Early Warning Radar

WASHINGTON: Top Pentagon officials, eager to improve threat analysis and operational testing, have ordered the creation of a database of jammers that can be used for testing and training. The goal: make it easier for development programs and operational units alike to evaluate how vulnerable their systems actually are to jamming — an area where the military suffers a glaring lack of knowledge today.

Since 2018, the Defense Department’s JCIDS process has mandated that weapons programs address what’s called Electronic Protection (EP): the ability for radios and radars to keep functioning in the face of deliberate jamming or inadvertent electromagnetic interference. But “it’s still in its infancy,” because of a dearth of testing and less enforcement, cautioned David Tremper, the director for electronic warfare in office of the undersecretary for acquisition.

Just this past Monday, Tremper spoke about this subject to the Electronic Warfare Executive Committee, a high-powered body including three undersecretaries, the Director of Operational Test & Evaluation, and the vice-chiefs and acquisition chiefs of the services. “One of the messages I delivered to the EXCOM was that we need to be better about testing EP, we need to be better about exercising EP,” he told the AOC CEMA conference this morning – but “we don’t have oversight.”

You see, Tremper’s office oversees electronic support – basically, sensors that collect data on electromagnetic emissions – and electronic attack – jamming – but not electronic protection.
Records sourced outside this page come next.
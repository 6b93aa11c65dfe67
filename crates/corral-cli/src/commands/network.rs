/*
 *  Copyright 2025-2026 Corral Maintainers
 *
 *  Licensed under the Apache License, Version 2.0 (the "License");
 *  you may not use this file except in compliance with the License.
 *  You may obtain a copy of the License at
 *
 *      http://www.apache.org/licenses/LICENSE-2.0
 *
 *  Unless required by applicable law or agreed to in writing, software
 *  distributed under the License is distributed on an "AS IS" BASIS,
 *  WITHOUT WARRANTIES OR CONDITIONS OF ANY KIND, either express or implied.
 *  See the License for the specific language governing permissions and
 *  limitations under the License.
 */

use super::{parse_id, Context};
use anyhow::{Context as _, Result};
use corral::models::network::NewNetwork;
use tracing::info;

pub async fn list(ctx: &Context) -> Result<()> {
    let pools = ctx
        .ipam()
        .get_networks_with_stats()
        .await
        .context("Failed to list networks")?;

    if pools.is_empty() {
        println!("No networks");
        return Ok(());
    }

    println!(
        "{:<36}  {:<16}  {:<18}  {:<15}  {:<6}  USAGE",
        "ID", "NAME", "CIDR", "GATEWAY", "PUBLIC"
    );
    for stats in pools {
        let network = &stats.network;
        println!(
            "{:<36}  {:<16}  {:<18}  {:<15}  {:<6}  {}/{} ({:.1}%)",
            network.id,
            network.name,
            network.cidr,
            network.gateway,
            network.is_public,
            stats.used_ips,
            stats.total_ips,
            stats.usage_percent
        );
    }
    Ok(())
}

pub async fn show(ctx: &Context, id: &str) -> Result<()> {
    let network_id = parse_id(id)?;
    let details = ctx
        .ipam()
        .get_network_details(network_id)
        .await
        .context("Failed to load network")?;
    let network = &details.stats.network;

    println!("id:      {}", network.id);
    println!("name:    {}", network.name);
    println!("cidr:    {}", network.cidr);
    println!("gateway: {}", network.gateway);
    println!("dns:     {}", network.dns1.as_deref().unwrap_or("-"));
    if let Some(vlan) = network.vlan_id {
        println!("vlan:    {}", vlan);
    }
    println!(
        "usage:   {}/{} ({:.1}%)",
        details.stats.used_ips, details.stats.total_ips, details.stats.usage_percent
    );

    if !details.leases.is_empty() {
        println!();
        println!("{:<15}  {:<9}  INSTANCE", "IP", "STATUS");
        for lease in &details.leases {
            println!(
                "{:<15}  {:<9}  {}",
                lease.ip,
                lease.status().to_string(),
                lease.instance_name.as_deref().unwrap_or("-")
            );
        }
    }
    Ok(())
}

pub async fn create(ctx: &Context, network: NewNetwork) -> Result<()> {
    let network = ctx
        .ipam()
        .create_network(network)
        .await
        .context("Failed to create network")?;
    info!("Created network {} ({}) with id {}", network.name, network.cidr, network.id);
    Ok(())
}

pub async fn reserve(ctx: &Context, id: &str, count: usize) -> Result<()> {
    let network_id = parse_id(id)?;
    let reserved = ctx
        .ipam()
        .reserve_range(network_id, count)
        .await
        .context("Failed to reserve addresses")?;
    info!("Reserved {} new address(es) in network {}", reserved, network_id);
    Ok(())
}

pub async fn delete(ctx: &Context, id: &str) -> Result<()> {
    let network_id = parse_id(id)?;
    ctx.ipam()
        .delete_network(network_id)
        .await
        .context("Failed to delete network")?;
    info!("Deleted network {}", network_id);
    Ok(())
}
Why? Because EP isn’t a weapons system unto itself. It has to be a feature of every single sensor, communications device, and navigation system that uses the electromagnetic spectrum, from walkie-talkies to satellites. But because you don’t know how vulnerable you are until someone seriously tries to jam you, it’s all too easy to overlook electronic protection in peacetime – and to cut spending on it as soon as budgets get tight.

“EP’s the first thing to go,” Tremper said. “[It’s] an overlooked area.”
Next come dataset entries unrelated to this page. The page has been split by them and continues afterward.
pub fn run(settings: &Settings) -> Result<(), RemaError> {
    let start_time = Instant::now();

    if settings.num_threads > 1 {
        warn!(
            "multiple threads may not increase performance; consider sharding with -R instead"
        );
    }

    let use_ranges = settings.use_ranges();
    let mut source = RecordSource::open(&settings.inputs, use_ranges)?;
    let input_headers = source.headers();

    // The first input's header is canonical: ranges and contig names
    // resolve against it.
    let contigs: Vec<(String, u32)> = input_headers[0]
        .reference_sequences()
        .iter()
        .map(|(name, map)| {
            let name = std::str::from_utf8(name.as_ref())?.to_string();
            Ok((name, usize::from(map.length()) as u32))
        })
        .collect::<Result<_, RemaError>>()?;
    if contigs.is_empty() {
        return Err(RemaError::ParsingError(
            "input header has no reference sequences".to_string(),
        ));
    }

    let template = match &settings.header_template {
        Some(path) => Some(read_header_template(path)?),
        None => None,
    };
    let mut sink = RecordSink::create(&settings.outputs, &input_headers, template.as_ref())?;

    let mut fasta = FastaRepository::open(&settings.reference)?;

    let (mut ranges_in, ranges_out) = if use_ranges {
        let lines: Vec<String> = match (&settings.range, &settings.ranges_file) {
            (Some(range), None) => vec![range.clone()],
            (None, Some(path)) => std::fs::read_to_string(path)
                .map_err(|e| RemaError::OpenFile(format!("{}: {}", path, e)))?
                .lines()
                .map(str::to_string)
                .collect(),
            _ => {
                return Err(RemaError::CliError(
                    "-R and -Z were both specified".to_string(),
                ))
            }
        };
        // Input ranges gain offset context on both sides; output ranges do
        // not.
        (
            RangeSet::from_lines(lines.iter().map(String::as_str), &contigs, settings.offset)?,
            RangeSet::from_lines(lines.iter().map(String::as_str), &contigs, 0)?,
        )
    } else {
        (
            RangeSet::whole_contigs(&contigs),
            RangeSet::whole_contigs(&contigs),
        )
    };

    let shared = Shared {
        params: RealignParams {
            offset: settings.offset,
            correct_bases: settings.correct_bases,
            use_qualities: settings.use_qualities,
            max_total_coverage: settings.max_total_coverage,
            max_heap_size: settings.max_heap_size,
        },
        cutoffs: CoverageCutoffs::new(settings.min_allele_coverage, settings.min_allele_prob),
        num_threads: settings.num_threads,
        max_queue_size: settings.max_queue_size,
        min_mapq: settings.min_mapq,
    };

    let align_stage = Mutex::new(AlignStage {
        list: RecordList::default(),
        ranges_out,
        next_block: 0,
    });
    let mut to_output = RecordList::default();
    let mut progress = Progress::new();

    let mut range = ranges_in.peek();
    while let Some(current) = range {
        process_range(
            &shared,
            &mut source,
            &mut fasta,
            &contigs,
            &align_stage,
            &mut to_output,
            &mut sink,
            &mut progress,
            current,
        )?;
        range = ranges_in.poll();
    }

    // Flush whatever is still queued for output.
    while let Some(envelope) = to_output.pop_front() {
        sink.write(&envelope)?;
    }
    sink.finish()?;
    progress.finish();

    info!(
        "Elapsed time: {:.2} sec",
        start_time.elapsed().as_secs_f64()
    );
    Ok(())
}
mod base;
mod cutoffs;
mod decompose;
mod error;
mod graph;
mod heap;
mod node;
mod pipeline;
mod ranges;
mod realign;
mod records;
mod reference;
mod repository;
mod settings;

use clap::Parser;
use log::error;
use settings::{Cli, Settings};
use simplelog::{ColorChoice, TermLogger, TerminalMode};

fn main() {
    let cli = Cli::parse();

    if TermLogger::init(
        cli.log_level,
        Default::default(),
        TerminalMode::Stderr,
        ColorChoice::Auto,
    )
    .is_err()
    {
        eprintln!("rema: could not initialize logging");
        std::process::exit(1);
    }

    let settings = match Settings::new(cli) {
        Ok(settings) => settings,
        Err(e) => {
            error!("{}", e);
            std::process::exit(1);
        }
    };

    if let Err(e) = pipeline::run(&settings) {
        error!("{}", e);
        std::process::exit(1);
    }
}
The electronic warfare community has no authority to order all the myriad programs across all the services to do a better job on electronic protection, Tremper said. Indeed, because Congress decentralized acquisition in recent years, the vast majority of those programs are run by the services with minimal oversight by anyone in the Office of the Secretary of Defense.
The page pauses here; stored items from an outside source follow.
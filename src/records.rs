//! Record envelope and the coordinate-ordered staging lists.

use crate::node::NodeId;
use noodles::sam::alignment::RecordBuf;
use std::collections::VecDeque;

/// A decoded record moving through the pipeline.
#[derive(Debug)]
pub struct RecordEnvelope {
    /// Index of the input it was read from.
    pub source: usize,

    pub record: RecordBuf,

    /// 0-based reference sequence index; 0 if absent.
    pub tid: usize,

    /// 1-based alignment start; 0 if absent.
    pub pos: u32,

    /// 1-based alignment end, inclusive.
    pub end: u32,

    /// Populated by the graph-build step, consumed by the re-aligner.
    pub start_node: Option<NodeId>,
}

impl RecordEnvelope {
    pub fn new(source: usize, record: RecordBuf) -> Self {
        let mut envelope = Self {
            source,
            record,
            tid: 0,
            pos: 0,
            end: 0,
            start_node: None,
        };
        envelope.refresh();
        envelope
    }

    /// Re-derive the cached coordinates from the record. Called after
    /// re-alignment moves a record.
    pub fn refresh(&mut self) {
        self.tid = self.record.reference_sequence_id().unwrap_or(0);
        self.pos = self
            .record
            .alignment_start()
            .map(|p| usize::from(p) as u32)
            .unwrap_or(0);
        self.end = self
            .record
            .alignment_end()
            .map(|p| usize::from(p) as u32)
            .unwrap_or(self.pos);
    }

    pub fn is_unmapped(&self) -> bool {
        self.record.flags().is_unmapped()
    }

    pub fn is_reverse(&self) -> bool {
        self.record.flags().is_reverse_complemented()
    }

    /// Missing mapping quality passes any threshold.
    pub fn mapping_quality(&self) -> u8 {
        self.record.mapping_quality().map(u8::from).unwrap_or(255)
    }
}

/// A list kept in `(tid, pos)` order.
///
/// Insertion appends at the tail and bubbles backward while the predecessor
/// sorts later; records arrive near-sorted, so the pass is short, and a
/// re-aligned record that moved by up to ±offset settles the same way.
#[derive(Debug, Default)]
pub struct RecordList {
    items: VecDeque<RecordEnvelope>,
}

impl RecordList {
    pub fn push(&mut self, envelope: RecordEnvelope) {
        self.items.push_back(envelope);
        let mut i = self.items.len() - 1;
        while i > 0 {
            let prev = &self.items[i - 1];
            let cur = &self.items[i];
            if (prev.tid, prev.pos) <= (cur.tid, cur.pos) {
                break;
            }
            self.items.swap(i, i - 1);
            i -= 1;
        }
    }

    pub fn pop_front(&mut self) -> Option<RecordEnvelope> {
        self.items.pop_front()
    }

    pub fn front(&self) -> Option<&RecordEnvelope> {
        self.items.front()
    }

    pub fn back(&self) -> Option<&RecordEnvelope> {
        self.items.back()
    }

    /// Detach up to `n` records from the head, preserving order.
    pub fn take_block(&mut self, n: usize) -> Vec<RecordEnvelope> {
        let n = n.min(self.items.len());
        self.items.drain(..n).collect()
    }

    pub fn len(&self) -> usize {
        self.items.len()
    }

    pub fn is_empty(&self) -> bool {
        self.items.is_empty()
    }
}

#[cfg(test)]
mod tests {
    use super::*;
    use noodles::core::Position;
    use noodles::sam::alignment::record::Flags;

    fn envelope(tid: usize, pos: usize) -> RecordEnvelope {
        let record = RecordBuf::builder()
            .set_flags(Flags::empty())
            .set_reference_sequence_id(tid)
            .set_alignment_start(Position::try_from(pos).unwrap())
            .build();
        RecordEnvelope::new(0, record)
    }

    #[test]
    fn test_push_restores_near_sorted_order() {
        let mut list = RecordList::default();
        for (tid, pos) in [(0, 10), (0, 30), (0, 20), (0, 25), (1, 5)] {
            list.push(envelope(tid, pos));
        }
        let order: Vec<(usize, u32)> = std::iter::from_fn(|| list.pop_front())
            .map(|e| (e.tid, e.pos))
            .collect();
        assert_eq!(order, vec![(0, 10), (0, 20), (0, 25), (0, 30), (1, 5)]);
    }

    #[test]
    fn test_take_block() {
        let mut list = RecordList::default();
        for pos in [10, 20, 30] {
            list.push(envelope(0, pos));
        }
        let block = list.take_block(2);
        assert_eq!(block.len(), 2);
        assert_eq!(block[0].pos, 10);
        assert_eq!(list.len(), 1);
        assert_eq!(list.front().unwrap().pos, 30);

        assert_eq!(list.take_block(10).len(), 1);
        assert!(list.is_empty());
    }
}
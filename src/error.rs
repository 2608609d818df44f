use thiserror::Error;

#[derive(Debug, Error)]
pub enum RemaError {
    #[error("CLI error: {0}")]
    CliError(String),

    /// Invariant violation: unsorted input, a record outside the graph
    /// window, or a malformed alignment.
    #[error("out of range: {0}")]
    OutOfRange(String),

    #[error("could not open {0}")]
    OpenFile(String),

    #[error("could not read {0}")]
    ReadFile(String),

    #[error("could not write {0}")]
    WriteFile(String),

    #[error("thread error: {0}")]
    Thread(String),

    #[error("parsing error: {0}")]
    ParsingError(String),

    #[error("state error: {0}")]
    StateError(String),

    #[error("file IO error: {0}")]
    FileIOError(#[from] std::io::Error),

    #[error("ParseInt error {0}")]
    ParseIntError(#[from] std::num::ParseIntError),

    #[error("UTF-8 decoding error: {0}")]
    Utf8DecodingError(#[from] std::str::Utf8Error),

    #[error("invalid position: {0}")]
    InvalidPosition(#[from] noodles::core::position::TryFromIntError),
}
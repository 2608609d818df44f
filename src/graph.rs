//! The sliding variation graph.
//!
//! A window `[position_start, position_end]` on a single contig. Each
//! position owns a sorted bucket of nodes plus a column-coverage counter.
//! Insertion nodes are attached to their anchor position's bucket with
//! offset >= 1 and never contribute to column coverage.

use crate::base::{nt2int, GAP};
use crate::decompose::Decomposition;
use crate::error::RemaError;
use crate::node::{Node, NodeArena, NodeBucket, NodeId, NodeKey, NodeType};

#[derive(Debug)]
pub struct Graph {
    /// 1-based contig index of the current window.
    contig: u32,

    /// 1-based, inclusive.
    position_start: u32,

    /// 1-based, inclusive.
    position_end: u32,

    buckets: Vec<NodeBucket>,

    /// Per-position coverage, insertions excluded.
    coverages: Vec<u32>,

    is_empty: bool,

    arena: NodeArena,
}

impl Graph {
    pub fn new() -> Self {
        Self {
            contig: 1,
            position_start: 1,
            position_end: 1,
            buckets: vec![NodeBucket::default()],
            coverages: vec![0],
            is_empty: true,
            arena: NodeArena::default(),
        }
    }

    pub fn contig(&self) -> u32 {
        self.contig
    }

    pub fn position_start(&self) -> u32 {
        self.position_start
    }

    pub fn position_end(&self) -> u32 {
        self.position_end
    }

    pub fn is_empty(&self) -> bool {
        self.is_empty
    }

    pub fn node(&self, id: NodeId) -> &Node {
        self.arena.get(id)
    }

    fn bucket_index(&self, position: u32) -> Option<usize> {
        if position < self.position_start || self.position_end < position {
            None
        } else {
            Some((position - self.position_start) as usize)
        }
    }

    pub fn node_bucket(&self, position: u32) -> Option<&NodeBucket> {
        self.bucket_index(position).map(|i| &self.buckets[i])
    }

    /// Column coverage at a position; 0 outside the window.
    pub fn coverage(&self, position: u32) -> u32 {
        self.bucket_index(position)
            .map(|i| self.coverages[i])
            .unwrap_or(0)
    }

    pub fn find(&self, key: &NodeKey) -> Option<NodeId> {
        self.bucket_index(key.position)
            .and_then(|i| self.buckets[i].find(key))
    }

    /// First position >= `position` with a non-empty bucket.
    pub fn first_position_at_or_after(&self, position: u32) -> Option<u32> {
        let mut p = position.max(self.position_start);
        while p <= self.position_end {
            if !self.buckets[(p - self.position_start) as usize].is_empty() {
                return Some(p);
            }
            p += 1;
        }
        None
    }

    /// Last position <= `position` with a non-empty bucket.
    pub fn last_position_at_or_before(&self, position: u32) -> Option<u32> {
        if position < self.position_start {
            return None;
        }
        let mut p = position.min(self.position_end);
        loop {
            if !self.buckets[(p - self.position_start) as usize].is_empty() {
                return Some(p);
            }
            if p == self.position_start {
                return None;
            }
            p -= 1;
        }
    }

    /// Add a decomposed record to the graph and return the strand-dependent
    /// start node: the first emitted node on the forward strand, the last on
    /// the reverse strand.
    pub fn add_record(
        &mut self,
        aln: &Decomposition,
        aln_start: u32,
        tid: usize,
        reverse: bool,
    ) -> Result<Option<NodeId>, RemaError> {
        if aln.is_empty() {
            return Ok(None);
        }

        // A leading insertion anchors one position before the alignment.
        let first_pos = if aln.refr[0] == GAP {
            aln_start - 1
        } else {
            aln_start
        };

        if self.is_empty {
            self.reset_window(tid as u32 + 1, first_pos);
            self.is_empty = false;
        } else if first_pos < self.position_start {
            // Extend the window backward.
            let diff = (self.position_start - first_pos) as usize;
            for _ in 0..diff {
                self.buckets.insert(0, NodeBucket::default());
                self.coverages.insert(0, 0);
            }
            self.position_start = first_pos;
        }

        if self.contig != tid as u32 + 1 {
            return Err(RemaError::OutOfRange(
                "record contig does not match the graph window".to_string(),
            ));
        }

        let mut ref_index: i64 = -1;
        let mut ins_offset: u32 = 0;
        let mut prev: Option<NodeId> = None;
        let mut ret: Option<NodeId> = None;

        for i in 0..aln.len() {
            if aln.read[i] == GAP {
                // Deletion: advance the reference, emit no node. The edge
                // spanning the deletion is added when the next node chains.
                ref_index += 1;
                ins_offset = 0;
                continue;
            }

            let (node_type, offset) = if aln.refr[i] == GAP {
                ins_offset += 1;
                (NodeType::Insertion, ins_offset)
            } else if aln.read[i] == aln.refr[i] {
                ref_index += 1;
                ins_offset = 0;
                (NodeType::Match, 0)
            } else {
                ref_index += 1;
                ins_offset = 0;
                (NodeType::Mismatch, 0)
            };

            let key = NodeKey {
                contig: self.contig,
                position: (aln_start as i64 + ref_index) as u32,
                offset,
                node_type,
                base: nt2int(aln.read[i]),
            };

            let cur = self.add_node(key, prev)?;
            if prev.is_none() && !reverse {
                ret = Some(cur);
            }
            prev = Some(cur);
        }

        if reverse {
            ret = prev;
        }
        Ok(ret)
    }

    /// Insert or merge a node and chain it to its predecessor.
    fn add_node(&mut self, key: NodeKey, prev: Option<NodeId>) -> Result<NodeId, RemaError> {
        if key.position < self.position_start {
            return Err(RemaError::OutOfRange(
                "node position precedes the graph window".to_string(),
            ));
        }

        let id = match self.find(&key) {
            Some(id) => {
                self.arena.get_mut(id).coverage += 1;
                if key.node_type != NodeType::Insertion {
                    let index = (key.position - self.position_start) as usize;
                    self.coverages[index] += 1;
                }
                id
            }
            None => {
                // Extend the window forward on demand.
                if self.position_end < key.position {
                    let len = (key.position - self.position_start + 1) as usize;
                    self.buckets.resize_with(len, NodeBucket::default);
                    self.coverages.resize(len, 0);
                    self.position_end = key.position;
                }
                let index = (key.position - self.position_start) as usize;
                let id = self.arena.insert(Node::new(key));
                self.buckets[index].insert(key, id);
                if key.node_type != NodeType::Insertion {
                    self.coverages[index] += 1;
                }
                self.is_empty = false;
                id
            }
        };

        if let Some(p) = prev {
            self.arena.connect(p, id);
        }
        Ok(id)
    }

    /// Drop everything the re-aligner can no longer reach.
    ///
    /// Never called concurrently with `add_record`.
    pub fn prune(&mut self, tid: usize, alignment_start: u32, offset: u32) {
        let contig = tid as u32 + 1;
        let cutoff = alignment_start.saturating_sub(offset);

        if self.contig != contig {
            self.reset_window(contig, alignment_start);
        } else if self.position_start < cutoff {
            if self.position_end < cutoff {
                // Every node is unreachable.
                self.reset_window(contig, alignment_start);
            } else {
                // Drop the prefix below the cutoff.
                let diff = (cutoff - self.position_start) as usize;
                let doomed: Vec<NodeId> = self.buckets[..diff]
                    .iter()
                    .flat_map(|bucket| bucket.ids())
                    .collect();
                for id in doomed {
                    self.arena.release(id);
                }
                self.buckets.drain(..diff);
                self.coverages.drain(..diff);
                self.position_start = cutoff;
            }
        }
    }

    fn reset_window(&mut self, contig: u32, position: u32) {
        self.arena.clear();
        self.buckets.clear();
        self.buckets.push(NodeBucket::default());
        self.coverages.clear();
        self.coverages.push(0);
        self.contig = contig;
        self.position_start = position;
        self.position_end = position;
        self.is_empty = true;
    }

    #[cfg(test)]
    pub fn assert_invariants(&self) {
        assert_eq!(
            self.buckets.len(),
            (self.position_end - self.position_start + 1) as usize
        );
        for (i, bucket) in self.buckets.iter().enumerate() {
            for id in bucket.ids() {
                let node = self.arena.get(id);
                assert_eq!(node.key.contig, self.contig);
                assert_eq!(
                    node.key.position,
                    self.position_start + i as u32,
                    "bucket index must match node position"
                );
                for edge in node.next.iter() {
                    let back = self.arena.get(edge.node).prev.get(&node.key).unwrap();
                    assert_eq!(back.coverage, edge.coverage, "edges must be symmetric");
                }
                for edge in node.prev.iter() {
                    let forward = self.arena.get(edge.node).next.get(&node.key).unwrap();
                    assert_eq!(forward.coverage, edge.coverage);
                }
            }
        }
    }
}

impl Default for Graph {
    fn default() -> Self {
        Self::new()
    }
}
“We have very, very little inherent access to those programs,” Tremper said. “We rely on the services, we rely on the developers to come to us and say, this cut is happening and you should be aware of it, so that we can do the deep dive on the budget numbers… so that we can potentially throw the flag

So it’s hard to tell whether or not programs are really addressing electronic protection, and it’s harder still to make them fix it.

“We can’t go over and say… ‘fix this problem,’” Tremper said. “What we can do is offer EW assets to test against that problem.”

The first step? Making it easier to find out what electronic warfare assets exist and who to talk to about using them in a weapons program test or military training exercise. “So what we’re doing from the EXCOM is we’re creating databases of all the DoD EW assets,” Tremper said. “Here are all those EW assets, here’s all the capabilities associated with those assets, here’s the point of contacts with all those assets, so that we can provide that to the testing and training community.”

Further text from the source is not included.